## Your objective
All of the entries below need to be repeated exactly.

[Stored records]
----------------------------------------

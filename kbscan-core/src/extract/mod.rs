//! Bounded per-format extraction
//!
//! One extractor per supported format behind a single capability:
//! `extract(path, format, limits) -> Outline`. Extraction is bounded
//! by design: headings plus a small prefix of body text, never the
//! full document. Dispatch is a fixed registry keyed by extension, so
//! an unsupported extension is a typed result, not a lookup failure.

mod docx;
mod ooxml;
mod pdf;
mod pptx;
mod text;
mod xlsx;

use crate::config::ExtractLimits;
use crate::error::{Result, ScanError};
use serde::{Deserialize, Serialize};
use std::collections::BTreeMap;
use std::path::{Path, PathBuf};

/// Supported document formats
#[derive(Debug, Clone, Copy, PartialEq, Eq, Serialize, Deserialize)]
#[serde(rename_all = "lowercase")]
pub enum DocumentFormat {
    Docx,
    Xlsx,
    Pptx,
    Pdf,
    Markdown,
    Text,
    Sql,
}

impl DocumentFormat {
    /// Extension registry (case-insensitive). `None` means kbscan has
    /// no extractor for the extension.
    pub fn from_extension(ext: &str) -> Option<Self> {
        match ext.to_lowercase().as_str() {
            "docx" => Some(Self::Docx),
            "xlsx" => Some(Self::Xlsx),
            "pptx" => Some(Self::Pptx),
            "pdf" => Some(Self::Pdf),
            "md" | "markdown" => Some(Self::Markdown),
            "txt" => Some(Self::Text),
            "sql" => Some(Self::Sql),
            _ => None,
        }
    }

    pub fn from_path(path: &Path) -> Option<Self> {
        path.extension()
            .and_then(|e| e.to_str())
            .and_then(Self::from_extension)
    }

    pub fn as_str(&self) -> &'static str {
        match self {
            Self::Docx => "docx",
            Self::Xlsx => "xlsx",
            Self::Pptx => "pptx",
            Self::Pdf => "pdf",
            Self::Markdown => "md",
            Self::Text => "txt",
            Self::Sql => "sql",
        }
    }
}

/// Raw extraction result before summarization and masking
#[derive(Debug, Clone, Default)]
pub struct Outline {
    pub headings: Vec<String>,
    pub preview: String,
    pub metadata: BTreeMap<String, String>,
}

/// Structured content of one changed file, produced once per run.
/// Free-text fields must pass through the masker (`RedactedDocument`)
/// before rendering.
#[derive(Debug, Clone)]
pub struct ExtractedDocument {
    pub path: PathBuf,
    pub format: DocumentFormat,
    pub headings: Vec<String>,
    pub preview: String,
    pub summary: String,
    pub keywords: Vec<String>,
    pub raw_metadata: BTreeMap<String, String>,
}

/// Run the extractor for `format` and clamp the result to the
/// configured bounds. Any failure comes back as a typed
/// `ScanError::Extraction` carrying the path and reason.
pub fn extract(path: &Path, format: DocumentFormat, limits: &ExtractLimits) -> Result<Outline> {
    let result = match format {
        DocumentFormat::Docx => docx::extract(path, limits),
        DocumentFormat::Xlsx => xlsx::extract(path, limits),
        DocumentFormat::Pptx => pptx::extract(path, limits),
        DocumentFormat::Pdf => pdf::extract(path, limits),
        DocumentFormat::Markdown | DocumentFormat::Text | DocumentFormat::Sql => {
            text::extract(path, limits)
        }
    };

    let mut outline = result.map_err(|e| match e {
        already @ ScanError::Extraction { .. } => already,
        other => ScanError::Extraction {
            path: path.to_path_buf(),
            reason: other.to_string(),
        },
    })?;

    outline.headings.truncate(limits.max_headings);
    let preview = normalize_newlines(&outline.preview);
    outline.preview = truncate_chars(&preview, limits.max_extract_chars);
    Ok(outline)
}

/// CRLF and bare-CR to LF, so surrogates are LF-only regardless of
/// where the source document was authored
fn normalize_newlines(text: &str) -> String {
    text.replace("\r\n", "\n").replace('\r', "\n")
}

/// Char-boundary-safe truncation
pub(crate) fn truncate_chars(text: &str, max_chars: usize) -> String {
    match text.char_indices().nth(max_chars) {
        Some((byte_idx, _)) => text[..byte_idx].to_string(),
        None => text.to_string(),
    }
}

----------------------------------------

## Solution to the problem
filename kbscan-core/src/extract/mod.rs
//! Bounded per-format extraction
//!
//! One extractor per supported format behind a single capability:
//! `extract(path, format, limits) -> Outline`. Extraction is bounded
//! by design: headings plus a small prefix of body text, never the
//! full document. Dispatch is a fixed registry keyed by extension, so
//! an unsupported extension is a typed result, not a lookup failure.

mod docx;
mod ooxml;
mod pdf;
mod pptx;
mod text;
mod xlsx;

use crate::config::ExtractLimits;
use crate::error::{Result, ScanError};
use serde::{Deserialize, Serialize};
use std::collections::BTreeMap;
use std::path::{Path, PathBuf};

/// Supported document formats
#[derive(Debug, Clone, Copy, PartialEq, Eq, Serialize, Deserialize)]
#[serde(rename_all = "lowercase")]
pub enum DocumentFormat {
    Docx,
    Xlsx,
    Pptx,
    Pdf,
    Markdown,
    Text,
    Sql,
}

impl DocumentFormat {
    /// Extension registry (case-insensitive). `None` means kbscan has
    /// no extractor for the extension.
    pub fn from_extension(ext: &str) -> Option<Self> {
        match ext.to_lowercase().as_str() {
            "docx" => Some(Self::Docx),
            "xlsx" => Some(Self::Xlsx),
            "pptx" => Some(Self::Pptx),
            "pdf" => Some(Self::Pdf),
            "md" | "markdown" => Some(Self::Markdown),
            "txt" => Some(Self::Text),
            "sql" => Some(Self::Sql),
            _ => None,
        }
    }

    pub fn from_path(path: &Path) -> Option<Self> {
        path.extension()
            .and_then(|e| e.to_str())
            .and_then(Self::from_extension)
    }

    pub fn as_str(&self) -> &'static str {
        match self {
            Self::Docx => "docx",
            Self::Xlsx => "xlsx",
            Self::Pptx => "pptx",
            Self::Pdf => "pdf",
            Self::Markdown => "md",
            Self::Text => "txt",
            Self::Sql => "sql",
        }
    }
}

/// Raw extraction result before summarization and masking
#[derive(Debug, Clone, Default)]
pub struct Outline {
    pub headings: Vec<String>,
    pub preview: String,
    pub metadata: BTreeMap<String, String>,
}

/// Structured content of one changed file, produced once per run.
/// Free-text fields must pass through the masker (`RedactedDocument`)
/// before rendering.
#[derive(Debug, Clone)]
pub struct ExtractedDocument {
    pub path: PathBuf,
    pub format: DocumentFormat,
    pub headings: Vec<String>,
    pub preview: String,
    pub summary: String,
    pub keywords: Vec<String>,
    pub raw_metadata: BTreeMap<String, String>,
}

/// Run the extractor for `format` and clamp the result to the
/// configured bounds. Any failure comes back as a typed
/// `ScanError::Extraction` carrying the path and reason.
pub fn extract(path: &Path, format: DocumentFormat, limits: &ExtractLimits) -> Result<Outline> {
    let result = match format {
        DocumentFormat::Docx => docx::extract(path, limits),
        DocumentFormat::Xlsx => xlsx::extract(path, limits),
        DocumentFormat::Pptx => pptx::extract(path, limits),
        DocumentFormat::Pdf => pdf::extract(path, limits),
        DocumentFormat::Markdown | DocumentFormat::Text | DocumentFormat::Sql => {
            text::extract(path, limits)
        }
    };

    let mut outline = result.map_err(|e| match e {
        already @ ScanError::Extraction { .. } => already,
        other => ScanError::Extraction {
            path: path.to_path_buf(),
            reason: other.to_string(),
        },
    })?;

    outline.headings.truncate(limits.max_headings);
    let preview = normalize_newlines(&outline.preview);
    outline.preview = truncate_chars(&preview, limits.max_extract_chars);
    Ok(outline)
}

/// CRLF and bare-CR to LF, so surrogates are LF-only regardless of
/// where the source document was authored
fn normalize_newlines(text: &str) -> String {
    text.replace("\r\n", "\n").replace('\r', "\n")
}

/// Char-boundary-safe truncation
pub(crate) fn truncate_chars(text: &str, max_chars: usize) -> String {
    match text.char_indices().nth(max_chars) {
        Some((byte_idx, _)) => text[..byte_idx].to_string(),
        None => text.to_string(),
    }
}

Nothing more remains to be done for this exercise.